Required work:
Quote the records below word for word, please, from the very first line through the one that contains "frame carries a", and nothing beyond it.

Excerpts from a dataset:

# # # # # # #

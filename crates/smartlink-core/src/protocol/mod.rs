//! Protocol module containing the CRC-8 primitive, the length-stream
//! encoder, and the broadcast pacing schedules.

pub mod crc8;
pub mod element;
pub mod encoder;
pub mod schedule;

pub use crc8::crc8;
pub use element::{EncodedElement, EncodedFrameStream};
pub use encoder::{decode_header, encode, EncodeError};
pub use schedule::{data_schedule, wake_schedule, PacedSend};
//! Infrastructure layer: real sockets and on-disk configuration.

pub mod network;
pub mod storage;
//! Network infrastructure: the UDP broadcast session and its in-tree test
//! doubles.

pub mod broadcast;
pub mod mock;

pub use broadcast::{BroadcastConfig, UdpBroadcastSession, SOURCE_PORT, TARGET_PORT};
//! Pure pacing schedules for the two broadcast phases.
//!
//! The broadcast engine does nothing but walk an iterator of
//! `(length, pause)` pairs: send a datagram of `length` zero bytes, wait
//! `pause`, repeat. Keeping the schedules here — as plain iterators with no
//! sockets or timers — means the exact datagram counts, length ordering,
//! and delay ramps are all testable without wall-clock time.
//!
//! Timing is best-effort: pauses are lower bounds, not deadlines. The
//! receiving firmware tolerates jitter because every frame carries a
//! sequence counter it can resynchronise on.

use std::time::Duration;

use crate::protocol::element::EncodedFrameStream;

/// Datagram lengths of the wake-up pattern, in order.
pub const WAKE_PATTERN: [u8; 4] = [1, 3, 6, 10];

/// Number of times the wake-up pattern repeats.
pub const WAKE_REPETITIONS: usize = 144;

/// Number of full passes over the encoded stream in the data phase.
pub const DATA_PASSES: usize = 30;

/// Extra pause after each completed data pass, in milliseconds.
pub const PASS_GAP_MS: u64 = 200;

/// Per-element delay growth between data passes, in milliseconds.
pub const DATA_DELAY_STEP_MS: u64 = 3;

/// Once the per-element delay exceeds this, it resets.
pub const DATA_DELAY_MAX_MS: u64 = 26;

/// Value the per-element delay resets to.
pub const DATA_DELAY_RESET_MS: u64 = 6;

/// One paced transmission: a datagram length and the pause that follows it.
#[derive(Debug, Clone, Copy, PartialEq, Eq)]
pub struct PacedSend {
    /// Byte length of the zero-filled datagram.
    pub length: usize,
    /// Lower-bound pause before the next send.
    pub pause: Duration,
}

/// The phase-1 wake-up schedule.
///
/// 144 repetitions of datagram lengths `1, 3, 6, 10`; after each
/// repetition's final send the schedule pauses `(repetition mod 8) + 33`
/// milliseconds. This fixed cadence tells listening devices to start
/// decoding length-encoded frames.
pub fn wake_schedule() -> impl Iterator<Item = PacedSend> {
    (0..WAKE_REPETITIONS).flat_map(|repetition| {
        WAKE_PATTERN.iter().enumerate().map(move |(index, &length)| {
            let pause = if index == WAKE_PATTERN.len() - 1 {
                Duration::from_millis((repetition % 8) as u64 + 33)
            } else {
                Duration::ZERO
            };
            PacedSend {
                length: usize::from(length),
                pause,
            }
        })
    })
}

/// The phase-2 data schedule: 30 full passes over the stream's wire lengths.
///
/// The per-element delay starts at 0 ms and grows by 3 ms each pass; once
/// it exceeds 26 ms at the start of a pass it resets to 6 ms, so later
/// passes cycle 6→9→…→24 and give slow receivers repeated chances at every
/// cadence. After the last element of a pass an extra 200 ms gap separates
/// it from the next pass.
pub fn data_schedule(stream: &EncodedFrameStream) -> impl Iterator<Item = PacedSend> + '_ {
    let mut delay_ms: u64 = 0;

    (0..DATA_PASSES).flat_map(move |_| {
        if delay_ms > DATA_DELAY_MAX_MS {
            delay_ms = DATA_DELAY_RESET_MS;
        }
        let per_element = Duration::from_millis(delay_ms);
        delay_ms += DATA_DELAY_STEP_MS;

        let last = stream.len().saturating_sub(1);
        stream
            .elements()
            .iter()
            .enumerate()
            .map(move |(index, element)| PacedSend {
                length: element.wire_length(),
                pause: if index == last {
                    per_element + Duration::from_millis(PASS_GAP_MS)
                } else {
                    per_element
                },
            })
    })
}

/// The per-pass element delays the data schedule will use, in order.
///
/// Exposed for diagnostics and tests; mirrors the clamp-then-grow logic in
/// [`data_schedule`].
pub fn pass_delays_ms() -> [u64; DATA_PASSES] {
    let mut delays = [0u64; DATA_PASSES];
    let mut delay_ms: u64 = 0;
    for slot in delays.iter_mut() {
        if delay_ms > DATA_DELAY_MAX_MS {
            delay_ms = DATA_DELAY_RESET_MS;
        }
        *slot = delay_ms;
        delay_ms += DATA_DELAY_STEP_MS;
    }
    delays
}
//! The broadcast engine: one pacing loop that executes both transmission
//! phases of a SmartLink registration.
//!
//! The engine owns a [`BroadcastLink`] (the send side, usually a UDP
//! broadcast session) and a [`Pacer`] (the wait side, usually Tokio sleep)
//! and does nothing but walk the schedules from `smartlink-core`: send one
//! zero-filled datagram of the scheduled length, pause, repeat. All sends
//! within one registration are strictly sequential on a single timeline.
//!
//! Both seams are traits so unit tests can run the full 576 + 2100 send
//! sequence instantly against a recording link and a no-op pacer.
//!
//! # Cancellation
//!
//! The protocol itself has no abort concept: receivers expect the wake
//! phase to run to completion or first I/O error. This engine still adds a
//! cancellation flag checked between sends, since a registration takes tens
//! of seconds and callers need a way out. Cancellation never interrupts a
//! send already in flight.

use std::sync::atomic::{AtomicBool, Ordering};
use std::sync::Arc;
use std::time::Duration;

use async_trait::async_trait;
use thiserror::Error;
use tracing::{info, warn};

use smartlink_core::protocol::schedule::{data_schedule, wake_schedule, PacedSend};
use smartlink_core::{encode, EncodeError, ProvisioningRequest};

use crate::infrastructure::network::broadcast::{BroadcastConfig, UdpBroadcastSession};

/// Shared flag cancelling a registration between sends.
///
/// Clone it out of [`SmartLinkEngine::cancel_flag`] and store `true` from
/// any task; the engine checks it before every datagram.
pub type CancelFlag = Arc<AtomicBool>;

/// The two transmission phases of a registration.
#[derive(Debug, Clone, Copy, PartialEq, Eq)]
pub enum Phase {
    /// Fixed wake-up cadence telling devices to start decoding.
    Wake,
    /// The encoded credential stream, repeated with ramping delays.
    Data,
}

impl std::fmt::Display for Phase {
    fn fmt(&self, f: &mut std::fmt::Formatter<'_>) -> std::fmt::Result {
        match self {
            Phase::Wake => write!(f, "wake-up"),
            Phase::Data => write!(f, "data"),
        }
    }
}

/// Errors that can abort a registration attempt.
#[derive(Debug, Error)]
pub enum LinkError {
    /// The request failed validation or the encoder hit an internal
    /// inconsistency. Raised before any network activity.
    #[error(transparent)]
    Encode(#[from] EncodeError),

    /// A datagram send failed. The first failure aborts the whole attempt;
    /// individual sends are never retried.
    #[error("broadcast failed during the {phase} phase: {source}")]
    Broadcast {
        phase: Phase,
        #[source]
        source: std::io::Error,
    },

    /// The cancellation flag was raised between sends.
    #[error("registration cancelled during the {phase} phase")]
    Cancelled { phase: Phase },
}

/// The send side of the engine: delivers one zero-filled datagram of the
/// requested byte length.
#[async_trait]
pub trait BroadcastLink: Send {
    /// Sends a broadcast datagram of exactly `length` zero bytes.
    async fn send_length(&mut self, length: usize) -> std::io::Result<()>;

    /// Releases the underlying transport resource.
    ///
    /// Must be idempotent, must never panic, and must be safe to call even
    /// if no send ever occurred.
    fn cleanup(&mut self);
}

/// The wait side of the engine. Real runs sleep; tests record and return.
#[async_trait]
pub trait Pacer: Send + Sync {
    /// Waits at least `duration`. A zero duration may return immediately.
    async fn pause(&self, duration: Duration);
}

/// Production pacer backed by the Tokio timer.
pub struct TokioPacer;

#[async_trait]
impl Pacer for TokioPacer {
    async fn pause(&self, duration: Duration) {
        if !duration.is_zero() {
            tokio::time::sleep(duration).await;
        }
    }
}

/// Executes SmartLink registrations over a broadcast link.
///
/// One engine drives one registration attempt at a time; concurrent
/// registrations use separate engines with separate links, sharing
/// nothing. The caller (typically [`crate::LinkWizard`]) is responsible
/// for invoking [`cleanup`](SmartLinkEngine::cleanup) after any outcome.
pub struct SmartLinkEngine<L: BroadcastLink, P: Pacer> {
    link: L,
    pacer: P,
    cancel: CancelFlag,
}

impl SmartLinkEngine<UdpBroadcastSession, TokioPacer> {
    /// An engine over a real UDP broadcast session with real pacing.
    pub fn over_udp(config: BroadcastConfig) -> Self {
        Self::new(UdpBroadcastSession::new(config), TokioPacer)
    }
}

impl<L: BroadcastLink, P: Pacer> SmartLinkEngine<L, P> {
    /// Builds an engine from an explicit link and pacer.
    pub fn new(link: L, pacer: P) -> Self {
        Self {
            link,
            pacer,
            cancel: Arc::new(AtomicBool::new(false)),
        }
    }

    /// A handle that cancels the running registration when set to `true`.
    pub fn cancel_flag(&self) -> CancelFlag {
        Arc::clone(&self.cancel)
    }

    /// The underlying link, for inspection.
    pub fn link(&self) -> &L {
        &self.link
    }

    /// Broadcasts `request` to listening devices: the wake-up pattern,
    /// then 30 paced passes over the encoded credential stream.
    ///
    /// Validation (and therefore any [`EncodeError`]) surfaces before a
    /// single datagram is sent. The method resolves once both phases
    /// complete; it does not wait for any device to react — that is the
    /// device watcher's job.
    ///
    /// # Errors
    ///
    /// [`LinkError::Encode`] for invalid requests, [`LinkError::Broadcast`]
    /// on the first failed send, [`LinkError::Cancelled`] if the cancel
    /// flag is raised between sends.
    pub async fn register_smart_link(
        &mut self,
        request: &ProvisioningRequest,
    ) -> Result<(), LinkError> {
        let stream = encode(request)?;

        info!("sending SmartLink wake-up packets");
        self.run_phase(Phase::Wake, wake_schedule()).await?;

        info!(elements = stream.len(), "sending SmartLink data packets");
        self.run_phase(Phase::Data, data_schedule(&stream)).await?;

        info!("finished sending SmartLink packets");
        Ok(())
    }

    /// Releases the broadcast link's transport resource.
    pub fn cleanup(&mut self) {
        self.link.cleanup();
    }

    /// Walks one schedule: check cancellation, send, pause, repeat.
    async fn run_phase(
        &mut self,
        phase: Phase,
        schedule: impl Iterator<Item = PacedSend>,
    ) -> Result<(), LinkError> {
        for paced in schedule {
            if self.cancel.load(Ordering::Relaxed) {
                warn!("registration cancelled during the {phase} phase");
                return Err(LinkError::Cancelled { phase });
            }

            self.link
                .send_length(paced.length)
                .await
                .map_err(|source| {
                    warn!("send of {}-byte datagram failed: {source}", paced.length);
                    LinkError::Broadcast { phase, source }
                })?;

            self.pacer.pause(paced.pause).await;
        }
        Ok(())
    }
}

// ── Tests ─────────────────────────────────────────────────────────────────────
//! Application layer: the pacing loop, collaborator traits, and the wizard
//! orchestration. Depends only on traits — no sockets, no file system.

pub mod collaborators;
pub mod register;
pub mod wizard;
//! External-collaborator traits for the provisioning flow.
//!
//! The broadcast engine itself never talks HTTP. Two remote collaborators
//! surround it:
//!
//! - a **token provider** that authenticates against the cloud and issues
//!   the `{token, secret}` pair encoded into the broadcast, and
//! - a **device watcher** that polls the cloud until devices registered
//!   under that token appear online.
//!
//! Both are specified here only at their interface boundary as async
//! traits. Production implementations live with whatever cloud client the
//! embedding application uses; tests use the generated mocks.

use async_trait::async_trait;
use thiserror::Error;

/// A provisioning token issued by the cloud for one registration attempt.
#[derive(Debug, Clone, PartialEq, Eq)]
pub struct LinkToken {
    /// Eight-character token.
    pub token: String,
    /// Four-character secret paired with the token.
    pub secret: String,
}

/// A device that came online under a provisioning token.
#[derive(Debug, Clone, PartialEq, Eq)]
pub struct LinkedDevice {
    /// Cloud-assigned device identifier.
    pub id: String,
    /// Device display name, when the cloud reports one.
    pub name: Option<String>,
}

/// Errors from the token provider.
#[derive(Debug, Error)]
pub enum TokenError {
    /// The cloud refused to issue a token (bad credentials, quota, ...).
    #[error("cloud rejected the token request: {0}")]
    Rejected(String),
    /// The request never completed.
    #[error("token request transport failure: {0}")]
    Transport(String),
}

/// Errors from the device watcher.
#[derive(Debug, Error)]
pub enum WatchError {
    /// No device registered under the token before the watcher gave up.
    #[error("no device appeared within {waited_secs}s")]
    TimedOut { waited_secs: u64 },
    /// The polling request never completed.
    #[error("device watch transport failure: {0}")]
    Transport(String),
}

/// Issues provisioning tokens. Invoked once per registration attempt,
/// before the broadcast phases begin. The engine does not retry on the
/// provider's behalf.
#[cfg_attr(test, mockall::automock)]
#[async_trait]
pub trait TokenProvider: Send + Sync {
    /// Requests a fresh token for a device in `timezone` (e.g. `"-05:00"`).
    async fn create_token(&self, timezone: &str) -> Result<LinkToken, TokenError>;
}

/// Polls for devices that registered using an issued token.
#[cfg_attr(test, mockall::automock)]
#[async_trait]
pub trait DeviceWatcher: Send + Sync {
    /// Resolves once `device_count` devices have appeared under `token`.
    async fn wait_for_token(
        &self,
        token: &str,
        device_count: u32,
    ) -> Result<Vec<LinkedDevice>, WatchError>;
}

# # # # # # #

Reply:
filename crates/smartlink-core/src/protocol/mod.rs
//! Protocol module containing the CRC-8 primitive, the length-stream
//! encoder, and the broadcast pacing schedules.

pub mod crc8;
pub mod element;
pub mod encoder;
pub mod schedule;

pub use crc8::crc8;
pub use element::{EncodedElement, EncodedFrameStream};
pub use encoder::{decode_header, encode, EncodeError};
pub use schedule::{data_schedule, wake_schedule, PacedSend};
//! Infrastructure layer: real sockets and on-disk configuration.

pub mod network;
pub mod storage;
//! Network infrastructure: the UDP broadcast session and its in-tree test
//! doubles.

pub mod broadcast;
pub mod mock;

pub use broadcast::{BroadcastConfig, UdpBroadcastSession, SOURCE_PORT, TARGET_PORT};
//! Pure pacing schedules for the two broadcast phases.
//!
//! The broadcast engine does nothing but walk an iterator of
//! `(length, pause)` pairs: send a datagram of `length` zero bytes, wait
//! `pause`, repeat. Keeping the schedules here — as plain iterators with no
//! sockets or timers — means the exact datagram counts, length ordering,
//! and delay ramps are all testable without wall-clock time.
//!
//! Timing is best-effort: pauses are lower bounds, not deadlines. The
//! receiving firmware tolerates jitter because every frame carries a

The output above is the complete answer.